Expression and characterization of the multiplied, recombinant preS1 antigen of hepatitis B virus.

The amino acid sequence encoded by the preS1 region of hepatitis B virus genome is expressed on the surface of virions and subviral particles. The preS1 region is involved in the recognition of specific receptors responsible for the attachment of HBV to the host cell. The cell receptor binding site was assigned to the preS1 (20-47 aa) fragment. In order to obtain a large quantity of preS1 binding domains of HBV the expression vector pWX4 was constructed. It contains four tandemly joined DNA sequences, each coding for preS1 (20-49 aa), fused with the 3' end of a DNA fragment coding for 450 aa of beta-galactosidase. E. coli cells transformed with this vector produce fusion protein beta-gal-preSlx4 in the form of inclusion bodies.
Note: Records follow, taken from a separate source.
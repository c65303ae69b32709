//! Template helpers.
//!
//! Both helpers treat a missing or non-string argument as its JSON text
//! (or the empty string for null), so a label that is absent from one
//! alert does not abort rendering.

use handlebars::{Context, Handlebars, Helper, HelperResult, Output, RenderContext};
use serde_json::Value;

fn param_str(h: &Helper, index: usize) -> String {
    match h.param(index).map(|p| p.value()) {
        Some(Value::String(s)) => s.clone(),
        Some(Value::Null) | None => String::new(),
        Some(other) => other.to_string(),
    }
}

/// `{{replace value "old" "new"}}`
pub(crate) fn replace_helper(
    h: &Helper,
    _: &Handlebars,
    _: &Context,
    _: &mut RenderContext,
    out: &mut dyn Output,
) -> HelperResult {
    let value = param_str(h, 0);
    let old = param_str(h, 1);
    let new = param_str(h, 2);

    // str::replace with an empty pattern inserts between every character.
    let result = if old.is_empty() {
        value
    } else {
        value.replace(&old, &new)
    };
    out.write(&result)?;
    Ok(())
}

/// `{{upper value}}`
pub(crate) fn upper_helper(
    h: &Helper,
    _: &Handlebars,
    _: &Context,
    _: &mut RenderContext,
    out: &mut dyn Output,
) -> HelperResult {
    out.write(&param_str(h, 0).to_uppercase())?;
    Ok(())
}

#[cfg(test)]
mod tests {
    use super::*;
    use serde_json::json;

    fn registry() -> Handlebars<'static> {
        let mut handlebars = Handlebars::new();
        handlebars.register_helper("replace", Box::new(replace_helper));
        handlebars.register_helper("upper", Box::new(upper_helper));
        handlebars
    }

    #[test]
    fn test_replace_helper() {
        let result = registry()
            .render_template(r#"{{replace instance ":9100" ""}}"#, &json!({"instance": "host1:9100"}))
            .unwrap();
        assert_eq!(result, "host1");
    }

    #[test]
    fn test_replace_with_empty_pattern_is_identity() {
        let result = registry()
            .render_template(r#"{{replace name "" "-"}}"#, &json!({"name": "abc"}))
            .unwrap();
        assert_eq!(result, "abc");
    }

    #[test]
    fn test_upper_helper() {
        let result = registry()
            .render_template("{{upper severity}}", &json!({"severity": "critical"}))
            .unwrap();
        assert_eq!(result, "CRITICAL");
    }

    #[test]
    fn test_missing_value_renders_empty() {
        let result = registry()
            .render_template("[{{upper missing}}]", &json!({}))
            .unwrap();
        assert_eq!(result, "[]");
    }
}
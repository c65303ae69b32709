//! Alertmanager webhook payload.

use std::collections::BTreeMap;

use serde::{Deserialize, Serialize};

/// Label or annotation set. Ordered so rendered output is stable.
pub type Labels = BTreeMap<String, String>;

/// Body of an Alertmanager webhook notification.
///
/// Every field is optional on the wire; absent fields decode to their
/// empty value.
#[derive(Debug, Clone, Default, PartialEq, Serialize, Deserialize)]
#[serde(rename_all = "camelCase", default)]
pub struct AlertPayload {
    pub version: String,
    pub group_key: String,
    pub truncated_alerts: u64,
    /// `firing` or `resolved`.
    pub status: String,
    pub receiver: String,
    pub group_labels: Labels,
    pub common_labels: Labels,
    pub common_annotations: Labels,
    #[serde(rename = "externalURL")]
    pub external_url: String,
    pub alerts: Vec<Alert>,
}

/// One alert inside a payload.
#[derive(Debug, Clone, Default, PartialEq, Serialize, Deserialize)]
#[serde(rename_all = "camelCase", default)]
pub struct Alert {
    pub status: String,
    pub labels: Labels,
    pub annotations: Labels,
    pub starts_at: String,
    pub ends_at: String,
    #[serde(rename = "generatorURL")]
    pub generator_url: String,
    pub fingerprint: String,
}

impl AlertPayload {
    /// Common labels overlaid with the alert's own labels.
    pub fn labels_for(&self, alert: &Alert) -> Labels {
        let mut labels = self.common_labels.clone();
        labels.extend(alert.labels.iter().map(|(k, v)| (k.clone(), v.clone())));
        labels
    }

    /// Common annotations overlaid with the alert's own annotations.
    pub fn annotations_for(&self, alert: &Alert) -> Labels {
        let mut annotations = self.common_annotations.clone();
        annotations.extend(
            alert
                .annotations
                .iter()
                .map(|(k, v)| (k.clone(), v.clone())),
        );
        annotations
    }

    /// Look up a non-blank label on the alert first, then in the common labels.
    pub fn label<'a>(&'a self, alert: Option<&'a Alert>, name: &str) -> Option<&'a str> {
        let non_blank = |v: &&String| !v.trim().is_empty();
        alert
            .and_then(|a| a.labels.get(name).filter(non_blank))
            .or_else(|| self.common_labels.get(name).filter(non_blank))
            .map(String::as_str)
    }
}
Owing to the specific trypsin digestion, the preSlx4 domain was cleaved from the fusion protein. The resulting product, a 16 kDa protein, was isolated and purified by anion exchange chromatography. The presence of four Asp-Pro bonds in this sequence and the primary structure of the first 28 N-terminal amino acids were determined. Following the confirmation of the antigenic properties, the recombinant preS1 protein was used for detection of the anti-preS1 response in sera from HBV infected patients.